* **TASK TO COMPLETE**
When you reach the line containing "Relation::Post.def()" in the entries below, start writing out each line exactly, and stop after the line containing "pub mod auth;".

* **EXERCISE MATERIALS**

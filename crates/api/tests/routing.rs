//! Integration tests for method dispatch on `/` and general HTTP behaviour.

mod common;

use std::sync::Arc;

use axum::body::Body;
use axum::http::{Method, Request, StatusCode};
use serde_json::json;

use common::{assert_cors_headers, body_bytes, body_json, build_test_app, request, send, RecordingStore};

fn app() -> axum::Router {
    build_test_app(Arc::new(RecordingStore::default()))
}

// ---------------------------------------------------------------------------
// OPTIONS: preflight
// ---------------------------------------------------------------------------

#[tokio::test]
async fn options_returns_empty_200_with_cors_headers() {
    let response = request(app(), "OPTIONS", "/").await;

    assert_eq!(response.status(), StatusCode::OK);
    assert_cors_headers(&response);
    assert!(body_bytes(response).await.is_empty());
}

#[tokio::test]
async fn browser_preflight_is_answered() {
    let req = Request::builder()
        .method(Method::OPTIONS)
        .uri("/")
        .header("Origin", "https://cartas.example")
        .header("Access-Control-Request-Method", "POST")
        .header("Access-Control-Request-Headers", "content-type")
        .body(Body::empty())
        .unwrap();

    let response = send(app(), req).await;

    assert_eq!(response.status(), StatusCode::OK);
    assert_cors_headers(&response);
}

// ---------------------------------------------------------------------------
// GET: health
// ---------------------------------------------------------------------------

#[tokio::test]
async fn get_returns_health_envelope() {
    let response = request(app(), "GET", "/").await;

    assert_eq!(response.status(), StatusCode::OK);
    assert_cors_headers(&response);

    let json = body_json(response).await;
    assert_eq!(json["success"], true);
    assert_eq!(json["status"], "healthy");
    assert!(json["service"].is_string());
    assert_eq!(
        json["endpoints"],
        json!({
            "POST /": "Submit form data",
            "GET /": "Health check",
            "OPTIONS /": "CORS preflight",
        })
    );

    let timestamp = json["timestamp"].as_str().unwrap();
    assert!(
        chrono::DateTime::parse_from_rfc3339(timestamp).is_ok(),
        "timestamp should be RFC 3339, got {timestamp}"
    );
}

// ---------------------------------------------------------------------------
// Other methods
// ---------------------------------------------------------------------------

#[tokio::test]
async fn patch_is_method_not_allowed() {
    let response = request(app(), "PATCH", "/").await;

    assert_eq!(response.status(), StatusCode::METHOD_NOT_ALLOWED);
    assert_cors_headers(&response);
    let json = body_json(response).await;
    assert_eq!(
        json,
        json!({ "success": false, "error": "Method not allowed" })
    );
}

#[tokio::test]
async fn put_and_delete_are_method_not_allowed() {
    for method in ["PUT", "DELETE"] {
        let response = request(app(), method, "/").await;
        assert_eq!(
            response.status(),
            StatusCode::METHOD_NOT_ALLOWED,
            "{method} should be rejected"
        );
    }
}

#[tokio::test]
async fn head_is_method_not_allowed() {
    let response = request(app(), "HEAD", "/").await;
    assert_eq!(response.status(), StatusCode::METHOD_NOT_ALLOWED);
}

// ---------------------------------------------------------------------------
// General
// ---------------------------------------------------------------------------

#[tokio::test]
async fn unknown_path_returns_404_envelope() {
    let response = request(app(), "GET", "/submissions").await;

    assert_eq!(response.status(), StatusCode::NOT_FOUND);
    assert_cors_headers(&response);
    let json = body_json(response).await;
    assert_eq!(json, json!({ "success": false, "error": "Not found" }));
}

#[tokio::test]
async fn response_contains_x_request_id_header() {
    let response = request(app(), "GET", "/").await;

    let request_id = response
        .headers()
        .get("x-request-id")
        .expect("Response must contain an x-request-id header");
    assert_eq!(
        request_id.to_str().unwrap().len(),
        36,
        "x-request-id should be a UUID string"
    );
}
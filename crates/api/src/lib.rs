//! Card contribution form API.
//!
//! Exposes the building blocks (config, state, error handling, routes) so
//! integration tests and the binary entrypoint share the same router.

pub mod config;
pub mod error;
pub mod handlers;
pub mod response;
pub mod router;
pub mod routes;
pub mod state;
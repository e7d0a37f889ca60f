//! Shared application router builder.
//!
//! [`build_app_router`] is used by both the production binary (`main.rs`) and
//! the integration tests, so both run the same middleware stack.

use axum::extract::DefaultBodyLimit;
use axum::http::HeaderName;
use axum::Router;
use tower_http::catch_panic::CatchPanicLayer;
use tower_http::request_id::{MakeRequestUuid, PropagateRequestIdLayer, SetRequestIdLayer};
use tower_http::set_header::SetResponseHeaderLayer;
use tower_http::trace::{DefaultMakeSpan, DefaultOnResponse, TraceLayer};
use tracing::Level;

use crate::config::ServerConfig;
use crate::error::panic_response;
use crate::handlers::fallback;
use crate::response::cors_headers;
use crate::routes;
use crate::state::AppState;

/// Build the full application [`Router`] with all middleware layers.
///
/// The middleware stack is applied bottom-up:
///
/// 1. Body size limit
/// 2. Panic recovery (catch panics, return the 500 envelope)
/// 3. Propagate request ID to response
/// 4. Structured request/response tracing
/// 5. Set request ID on incoming requests
/// 6. Fixed CORS headers on every response
pub fn build_app_router(state: AppState, config: &ServerConfig) -> Router {
    let request_id_header = HeaderName::from_static("x-request-id");

    let mut router = Router::new()
        .route("/", routes::form_route())
        .fallback(fallback::route_not_found)
        // -- Middleware stack (applied bottom-up) --
        .layer(DefaultBodyLimit::max(config.max_body_bytes))
        // Panic recovery: any panic becomes a 500 JSON envelope.
        .layer(CatchPanicLayer::custom(panic_response))
        // Propagate request ID to response.
        .layer(PropagateRequestIdLayer::new(request_id_header.clone()))
        // Structured request/response tracing.
        .layer(
            TraceLayer::new_for_http()
                .make_span_with(DefaultMakeSpan::new().level(Level::INFO))
                .on_response(DefaultOnResponse::new().level(Level::INFO)),
        )
        // Set request ID on incoming requests.
        .layer(SetRequestIdLayer::new(request_id_header, MakeRequestUuid));

    // CORS: outermost, so panics, rejections and 404s carry the headers too.
    for (name, value) in cors_headers() {
        router = router.layer(SetResponseHeaderLayer::overriding(name, value));
    }

    router.with_state(state)
}
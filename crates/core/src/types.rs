/// Identifiers assigned by the database to stored submissions (BIGSERIAL).
pub type DbId = i64;
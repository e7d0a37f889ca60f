//! Decoded request fields and their presence semantics.

use serde_json::Value;

/// Flat field mapping produced by request decoding.
///
/// JSON bodies keep their value types; URL-encoded bodies only ever produce
/// strings.
pub type FieldMap = serde_json::Map<String, Value>;

/// A single submitted field value.
#[derive(Debug, Clone, PartialEq)]
pub enum FieldValue {
    /// Key missing from the mapping, or JSON `null`.
    Absent,
    Text(String),
    /// Any non-string JSON value (number, boolean, array, object).
    Other(Value),
}

impl FieldValue {
    /// Look up `key` in a decoded mapping.
    pub fn from_fields(fields: &FieldMap, key: &str) -> Self {
        match fields.get(key) {
            None | Some(Value::Null) => Self::Absent,
            Some(Value::String(s)) => Self::Text(s.clone()),
            Some(other) => Self::Other(other.clone()),
        }
    }

    /// Whether the value counts as provided.
    ///
    /// Absent, empty strings, `false` and numeric zero are all "not provided";
    /// whitespace-only strings are provided.
    pub fn is_provided(&self) -> bool {
        match self {
            Self::Absent => false,
            Self::Text(s) => !s.is_empty(),
            Self::Other(Value::Bool(b)) => *b,
            Self::Other(Value::Number(n)) => n.as_f64().is_some_and(|f| f != 0.0),
            Self::Other(_) => true,
        }
    }

    pub fn as_text(&self) -> Option<&str> {
        match self {
            Self::Text(s) => Some(s),
            _ => None,
        }
    }

    /// Length in characters, for text values only.
    pub fn char_len(&self) -> Option<usize> {
        self.as_text().map(|s| s.chars().count())
    }

    /// Column value for persistence: `None` unless provided.
    ///
    /// Non-text values are stored as their JSON text.
    pub fn into_column(self) -> Option<String> {
        if !self.is_provided() {
            return None;
        }
        match self {
            Self::Text(s) => Some(s),
            Self::Other(v) => Some(v.to_string()),
            Self::Absent => None,
        }
    }
}
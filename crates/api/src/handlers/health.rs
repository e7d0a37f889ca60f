use axum::Json;
use chrono::{SecondsFormat, Utc};
use serde::Serialize;

use crate::response::Success;

/// Name reported by the health endpoint.
pub const SERVICE_NAME: &str = "Unhinged Cards Form Service";

/// Health check response payload.
#[derive(Debug, Serialize)]
pub struct HealthStatus {
    pub service: &'static str,
    pub status: &'static str,
    /// RFC 3339 UTC time the response was produced.
    pub timestamp: String,
    pub endpoints: Endpoints,
}

/// Operations served on `/`.
#[derive(Debug, Serialize)]
pub struct Endpoints {
    #[serde(rename = "POST /")]
    pub submit: &'static str,
    #[serde(rename = "GET /")]
    pub health: &'static str,
    #[serde(rename = "OPTIONS /")]
    pub preflight: &'static str,
}

const ENDPOINTS: Endpoints = Endpoints {
    submit: "Submit form data",
    health: "Health check",
    preflight: "CORS preflight",
};

/// GET / -- static service status. Does not touch the database.
pub async fn health_check() -> Json<Success<HealthStatus>> {
    Json(Success::new(HealthStatus {
        service: SERVICE_NAME,
        status: "healthy",
        timestamp: Utc::now().to_rfc3339_opts(SecondsFormat::Millis, true),
        endpoints: ENDPOINTS,
    }))
}
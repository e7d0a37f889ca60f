//! Response envelopes and the fixed cross-origin headers.
//!
//! Every body this service produces is one of three shapes:
//!
//! ```text
//! { "success": true,  ...payload }
//! { "success": false, "errors": ["...", ...] }   validation failures
//! { "success": false, "error": "..." }           everything else
//! ```

use axum::http::header::{
    ACCESS_CONTROL_ALLOW_HEADERS, ACCESS_CONTROL_ALLOW_METHODS, ACCESS_CONTROL_ALLOW_ORIGIN,
    ACCESS_CONTROL_MAX_AGE,
};
use axum::http::{HeaderName, HeaderValue};
use cardform_core::types::DbId;
use serde::Serialize;

/// Confirmation sent back for an accepted contribution.
pub const SUBMISSION_ACCEPTED_MESSAGE: &str =
    "¡Gracias parcero! Tu contribución ha sido recibida.";

/// Cross-origin headers attached to every response, preflight included.
pub fn cors_headers() -> [(HeaderName, HeaderValue); 4] {
    [
        (ACCESS_CONTROL_ALLOW_ORIGIN, HeaderValue::from_static("*")),
        (
            ACCESS_CONTROL_ALLOW_METHODS,
            HeaderValue::from_static("GET, POST, OPTIONS"),
        ),
        (
            ACCESS_CONTROL_ALLOW_HEADERS,
            HeaderValue::from_static("Content-Type"),
        ),
        (ACCESS_CONTROL_MAX_AGE, HeaderValue::from_static("86400")),
    ]
}

/// `{ "success": true, ...payload }`.
#[derive(Debug, Serialize)]
pub struct Success<T: Serialize> {
    pub success: bool,
    #[serde(flatten)]
    pub payload: T,
}

impl<T: Serialize> Success<T> {
    pub fn new(payload: T) -> Self {
        Self {
            success: true,
            payload,
        }
    }
}

/// `{ "success": false, "error": "..." }`.
#[derive(Debug, Serialize)]
pub struct ErrorBody {
    pub success: bool,
    pub error: String,
}

impl ErrorBody {
    pub fn new(error: impl Into<String>) -> Self {
        Self {
            success: false,
            error: error.into(),
        }
    }
}

/// `{ "success": false, "errors": [...] }`.
#[derive(Debug, Serialize)]
pub struct ValidationErrorBody {
    pub success: bool,
    pub errors: Vec<String>,
}

impl ValidationErrorBody {
    pub fn new(errors: Vec<String>) -> Self {
        Self {
            success: false,
            errors,
        }
    }
}

/// Payload for an accepted submission.
#[derive(Debug, Serialize)]
pub struct SubmissionAccepted {
    pub message: &'static str,
    /// Row id assigned by the database; `null` if none was reported.
    pub id: Option<DbId>,
}

impl SubmissionAccepted {
    pub fn new(id: Option<DbId>) -> Self {
        Self {
            message: SUBMISSION_ACCEPTED_MESSAGE,
            id,
        }
    }
}
//! Rate limiting port.

use async_trait::async_trait;
use std::time::Duration;

/// Rate limiter trait - abstraction over rate limiting backends.
#[async_trait]
pub trait RateLimiter: Send + Sync {
    /// Record a request for `key` and report whether it may proceed.
    async fn check(&self, key: &str) -> Result<RateLimitResult, RateLimitError>;
}

/// Result of a rate limit check.
#[derive(Debug, Clone)]
pub struct RateLimitResult {
    pub allowed: bool,
    pub retry_after: Duration,
}

/// Rate limit errors.
#[derive(Debug, thiserror::Error)]
pub enum RateLimitError {
    #[error("Backend error: {0}")]
    Backend(String),
}
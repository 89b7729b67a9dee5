//! User entity for SeaORM.

use sea_orm::Set;
use sea_orm::entity::prelude::*;

#[derive(Clone, Debug, PartialEq, Eq, DeriveEntityModel)]
#[sea_orm(table_name = "users")]
pub struct Model {
    #[sea_orm(primary_key, auto_increment = false)]
    pub id: Uuid,
    #[sea_orm(unique)]
    pub username: String,
    #[sea_orm(unique)]
    pub email: String,
    pub password_hash: String,
    pub created_at: DateTimeWithTimeZone,
    pub updated_at: DateTimeWithTimeZone,
}

#[derive(Copy, Clone, Debug, EnumIter, DeriveRelation)]
pub enum Relation {
    #[sea_orm(has_many = "super::post::Entity")]
    Post,
    #[sea_orm(has_many = "super::comment::Entity")]
    Comment,
}

impl Related<super::post::Entity> for Entity {
    fn to() -> RelationDef {
        Relation::Post.def()
    }
}

impl Related<super::comment::Entity> for Entity {
    fn to() -> RelationDef {
        Relation::Comment.def()
    }
}

impl ActiveModelBehavior for ActiveModel {}

impl From<Model> for quill_core::domain::User {
    fn from(model: Model) -> Self {
        Self {
            id: model.id,
            username: model.username,
            email: model.email,
            password_hash: model.password_hash,
            created_at: model.created_at.into(),
            updated_at: model.updated_at.into(),
        }
    }
}

impl From<quill_core::domain::User> for ActiveModel {
    fn from(user: quill_core::domain::User) -> Self {
        Self {
            id: Set(user.id),
            username: Set(user.username),
            email: Set(user.email),
            password_hash: Set(user.password_hash),
            created_at: Set(user.created_at.into()),
            updated_at: Set(user.updated_at.into()),
        }
    }
}
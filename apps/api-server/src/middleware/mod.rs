//! Middleware and request extractors.

pub mod auth;
pub mod error;
pub mod rate_limit;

* **ANSWER TO THE PROBLEM**
        Relation::Post.def()
    }
}

impl Related<super::comment::Entity> for Entity {
    fn to() -> RelationDef {
        Relation::Comment.def()
    }
}

impl ActiveModelBehavior for ActiveModel {}

impl From<Model> for quill_core::domain::User {
    fn from(model: Model) -> Self {
        Self {
            id: model.id,
            username: model.username,
            email: model.email,
            password_hash: model.password_hash,
            created_at: model.created_at.into(),
            updated_at: model.updated_at.into(),
        }
    }
}

impl From<quill_core::domain::User> for ActiveModel {
    fn from(user: quill_core::domain::User) -> Self {
        Self {
            id: Set(user.id),
            username: Set(user.username),
            email: Set(user.email),
            password_hash: Set(user.password_hash),
            created_at: Set(user.created_at.into()),
            updated_at: Set(user.updated_at.into()),
        }
    }
}
filename apps/api-server/src/middleware/mod.rs
//! Middleware and request extractors.

pub mod auth;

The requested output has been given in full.